* **WHAT IS REQUIRED**: A stretch of the entries below is to be set down exactly, running from the line with "needs to be" through the line with "use walkdir::WalkDir;", both included, and no other line.

* **EXERCISE DATA**:
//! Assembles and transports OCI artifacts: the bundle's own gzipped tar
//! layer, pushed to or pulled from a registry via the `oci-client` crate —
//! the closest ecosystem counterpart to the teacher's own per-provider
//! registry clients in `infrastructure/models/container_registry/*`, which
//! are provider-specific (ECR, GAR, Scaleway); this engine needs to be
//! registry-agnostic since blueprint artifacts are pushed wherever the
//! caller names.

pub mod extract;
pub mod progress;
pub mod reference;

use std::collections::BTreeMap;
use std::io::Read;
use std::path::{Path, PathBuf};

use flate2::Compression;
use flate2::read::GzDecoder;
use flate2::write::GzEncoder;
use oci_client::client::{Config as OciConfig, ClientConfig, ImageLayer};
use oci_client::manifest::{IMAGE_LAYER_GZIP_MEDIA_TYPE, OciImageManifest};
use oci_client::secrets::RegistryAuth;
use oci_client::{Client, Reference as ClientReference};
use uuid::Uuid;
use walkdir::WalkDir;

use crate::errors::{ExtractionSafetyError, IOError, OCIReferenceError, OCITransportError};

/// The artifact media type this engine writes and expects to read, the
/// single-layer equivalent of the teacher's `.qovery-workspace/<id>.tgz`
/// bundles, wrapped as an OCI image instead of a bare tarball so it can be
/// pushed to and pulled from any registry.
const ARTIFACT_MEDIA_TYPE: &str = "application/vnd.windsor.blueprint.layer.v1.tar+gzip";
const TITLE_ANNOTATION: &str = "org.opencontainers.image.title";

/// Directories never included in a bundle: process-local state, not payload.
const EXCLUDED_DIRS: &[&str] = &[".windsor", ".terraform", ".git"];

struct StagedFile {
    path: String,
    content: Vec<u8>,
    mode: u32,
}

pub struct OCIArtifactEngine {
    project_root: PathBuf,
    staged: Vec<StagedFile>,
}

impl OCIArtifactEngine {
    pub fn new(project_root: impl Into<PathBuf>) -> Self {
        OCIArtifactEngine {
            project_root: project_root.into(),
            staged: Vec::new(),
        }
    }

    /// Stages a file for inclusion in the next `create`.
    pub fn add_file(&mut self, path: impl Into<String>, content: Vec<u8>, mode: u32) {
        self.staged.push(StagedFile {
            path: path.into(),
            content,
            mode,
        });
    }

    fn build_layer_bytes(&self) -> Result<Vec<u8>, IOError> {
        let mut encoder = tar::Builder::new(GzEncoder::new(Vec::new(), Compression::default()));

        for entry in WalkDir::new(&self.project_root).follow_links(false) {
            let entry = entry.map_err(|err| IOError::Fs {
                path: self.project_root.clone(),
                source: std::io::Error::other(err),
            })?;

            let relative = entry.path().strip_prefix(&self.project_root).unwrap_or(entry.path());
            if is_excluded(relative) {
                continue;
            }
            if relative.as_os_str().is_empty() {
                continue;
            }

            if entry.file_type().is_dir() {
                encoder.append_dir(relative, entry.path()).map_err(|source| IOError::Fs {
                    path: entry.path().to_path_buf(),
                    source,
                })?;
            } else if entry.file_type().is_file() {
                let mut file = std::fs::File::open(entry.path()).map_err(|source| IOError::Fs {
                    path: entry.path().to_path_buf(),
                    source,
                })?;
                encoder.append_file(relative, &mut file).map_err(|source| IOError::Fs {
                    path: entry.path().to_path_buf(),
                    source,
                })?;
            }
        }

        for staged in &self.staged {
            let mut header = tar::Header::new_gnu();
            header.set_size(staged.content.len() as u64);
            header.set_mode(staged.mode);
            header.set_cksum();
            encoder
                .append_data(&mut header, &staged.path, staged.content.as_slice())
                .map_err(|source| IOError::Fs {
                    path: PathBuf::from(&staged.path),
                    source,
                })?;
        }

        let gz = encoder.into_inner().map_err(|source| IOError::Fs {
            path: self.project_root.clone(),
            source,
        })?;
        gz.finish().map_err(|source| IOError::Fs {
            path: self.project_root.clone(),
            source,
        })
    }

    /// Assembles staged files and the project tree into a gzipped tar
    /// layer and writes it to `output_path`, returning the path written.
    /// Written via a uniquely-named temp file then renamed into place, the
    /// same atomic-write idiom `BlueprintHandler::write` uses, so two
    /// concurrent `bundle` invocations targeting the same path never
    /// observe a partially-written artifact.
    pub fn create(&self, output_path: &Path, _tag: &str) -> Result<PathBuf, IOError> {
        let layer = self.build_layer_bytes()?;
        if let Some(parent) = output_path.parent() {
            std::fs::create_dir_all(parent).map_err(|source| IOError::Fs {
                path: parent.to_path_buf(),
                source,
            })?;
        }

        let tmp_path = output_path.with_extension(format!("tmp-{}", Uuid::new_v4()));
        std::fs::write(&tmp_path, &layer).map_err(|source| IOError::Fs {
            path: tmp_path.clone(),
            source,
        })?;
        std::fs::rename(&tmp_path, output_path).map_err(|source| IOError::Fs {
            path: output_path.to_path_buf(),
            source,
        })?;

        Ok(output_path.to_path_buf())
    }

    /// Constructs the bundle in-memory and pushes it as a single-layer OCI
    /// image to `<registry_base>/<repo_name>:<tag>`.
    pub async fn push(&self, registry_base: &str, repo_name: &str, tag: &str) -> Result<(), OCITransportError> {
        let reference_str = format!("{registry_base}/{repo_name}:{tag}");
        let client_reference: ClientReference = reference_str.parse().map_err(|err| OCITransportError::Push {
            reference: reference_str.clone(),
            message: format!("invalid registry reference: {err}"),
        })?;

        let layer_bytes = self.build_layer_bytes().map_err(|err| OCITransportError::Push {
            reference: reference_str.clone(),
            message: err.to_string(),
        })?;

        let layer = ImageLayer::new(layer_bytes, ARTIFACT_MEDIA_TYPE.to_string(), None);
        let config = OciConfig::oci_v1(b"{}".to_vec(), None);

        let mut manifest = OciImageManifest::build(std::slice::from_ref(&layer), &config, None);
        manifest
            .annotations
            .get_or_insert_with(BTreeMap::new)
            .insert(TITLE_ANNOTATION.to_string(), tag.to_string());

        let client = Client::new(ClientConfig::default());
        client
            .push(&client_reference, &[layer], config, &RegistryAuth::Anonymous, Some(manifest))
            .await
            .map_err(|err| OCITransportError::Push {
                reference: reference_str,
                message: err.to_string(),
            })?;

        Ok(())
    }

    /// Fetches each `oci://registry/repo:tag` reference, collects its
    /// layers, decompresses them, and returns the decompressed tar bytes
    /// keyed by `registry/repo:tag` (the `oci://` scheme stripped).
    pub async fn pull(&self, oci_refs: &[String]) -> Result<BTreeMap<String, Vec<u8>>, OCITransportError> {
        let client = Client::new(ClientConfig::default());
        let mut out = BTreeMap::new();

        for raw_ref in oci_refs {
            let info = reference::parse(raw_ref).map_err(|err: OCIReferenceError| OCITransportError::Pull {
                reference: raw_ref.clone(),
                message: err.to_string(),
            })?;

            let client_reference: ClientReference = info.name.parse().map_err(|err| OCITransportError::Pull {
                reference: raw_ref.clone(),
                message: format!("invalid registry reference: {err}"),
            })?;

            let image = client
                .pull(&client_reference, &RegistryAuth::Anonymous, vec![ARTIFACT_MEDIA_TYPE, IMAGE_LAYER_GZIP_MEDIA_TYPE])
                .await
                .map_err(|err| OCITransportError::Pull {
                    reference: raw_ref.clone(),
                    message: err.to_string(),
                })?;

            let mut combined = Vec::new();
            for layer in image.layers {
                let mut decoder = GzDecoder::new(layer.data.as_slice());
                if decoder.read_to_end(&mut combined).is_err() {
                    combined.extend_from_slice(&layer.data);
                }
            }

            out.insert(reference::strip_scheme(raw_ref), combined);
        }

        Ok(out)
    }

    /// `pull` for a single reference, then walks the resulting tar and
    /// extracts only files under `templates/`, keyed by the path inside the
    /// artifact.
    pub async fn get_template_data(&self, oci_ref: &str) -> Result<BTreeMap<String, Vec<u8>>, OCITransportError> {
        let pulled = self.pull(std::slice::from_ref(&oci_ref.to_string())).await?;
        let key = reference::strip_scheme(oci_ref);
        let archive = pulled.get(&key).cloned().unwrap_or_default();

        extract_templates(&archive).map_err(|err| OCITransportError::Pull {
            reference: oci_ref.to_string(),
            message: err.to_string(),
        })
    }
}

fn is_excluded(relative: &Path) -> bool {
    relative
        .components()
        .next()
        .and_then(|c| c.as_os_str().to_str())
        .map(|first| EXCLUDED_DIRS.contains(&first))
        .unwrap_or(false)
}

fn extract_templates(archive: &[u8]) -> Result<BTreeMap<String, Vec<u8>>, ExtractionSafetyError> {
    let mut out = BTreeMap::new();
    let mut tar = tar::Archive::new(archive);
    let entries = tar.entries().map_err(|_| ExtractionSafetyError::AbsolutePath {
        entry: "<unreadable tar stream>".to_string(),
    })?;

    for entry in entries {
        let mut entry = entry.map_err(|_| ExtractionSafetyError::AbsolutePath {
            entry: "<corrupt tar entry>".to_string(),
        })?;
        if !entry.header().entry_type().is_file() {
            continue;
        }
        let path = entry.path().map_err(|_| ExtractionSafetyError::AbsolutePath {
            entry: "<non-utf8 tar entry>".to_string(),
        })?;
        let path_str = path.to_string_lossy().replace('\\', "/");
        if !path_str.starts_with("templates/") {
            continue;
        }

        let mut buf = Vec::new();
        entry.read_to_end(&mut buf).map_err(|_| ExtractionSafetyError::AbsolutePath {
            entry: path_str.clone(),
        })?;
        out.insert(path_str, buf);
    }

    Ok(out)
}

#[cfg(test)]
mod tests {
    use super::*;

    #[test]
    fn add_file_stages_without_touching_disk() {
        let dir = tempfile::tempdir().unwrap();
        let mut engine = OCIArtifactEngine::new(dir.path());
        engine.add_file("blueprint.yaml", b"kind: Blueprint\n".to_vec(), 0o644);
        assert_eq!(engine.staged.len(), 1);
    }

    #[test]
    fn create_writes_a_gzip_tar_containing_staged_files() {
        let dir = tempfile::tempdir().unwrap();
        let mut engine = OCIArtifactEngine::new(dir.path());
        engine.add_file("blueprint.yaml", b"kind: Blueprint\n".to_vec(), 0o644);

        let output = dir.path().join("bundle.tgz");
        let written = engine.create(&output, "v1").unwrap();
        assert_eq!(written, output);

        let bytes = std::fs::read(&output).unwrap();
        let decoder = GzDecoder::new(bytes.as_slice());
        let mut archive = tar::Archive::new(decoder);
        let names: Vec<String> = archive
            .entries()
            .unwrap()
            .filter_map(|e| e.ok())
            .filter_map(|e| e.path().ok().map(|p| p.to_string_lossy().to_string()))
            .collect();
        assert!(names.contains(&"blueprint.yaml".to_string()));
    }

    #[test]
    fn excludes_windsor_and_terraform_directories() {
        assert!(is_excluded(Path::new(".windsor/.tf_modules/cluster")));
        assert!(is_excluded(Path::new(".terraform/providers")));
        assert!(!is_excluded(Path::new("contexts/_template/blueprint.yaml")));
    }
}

* **OUTPUT**:
//! are provider-specific (ECR, GAR, Scaleway); this engine needs to be
//! registry-agnostic since blueprint artifacts are pushed wherever the
//! caller names.

pub mod extract;
pub mod progress;
pub mod reference;

use std::collections::BTreeMap;
use std::io::Read;
use std::path::{Path, PathBuf};

use flate2::Compression;
use flate2::read::GzDecoder;
use flate2::write::GzEncoder;
use oci_client::client::{Config as OciConfig, ClientConfig, ImageLayer};
use oci_client::manifest::{IMAGE_LAYER_GZIP_MEDIA_TYPE, OciImageManifest};
use oci_client::secrets::RegistryAuth;
use oci_client::{Client, Reference as ClientReference};
use uuid::Uuid;
use walkdir::WalkDir;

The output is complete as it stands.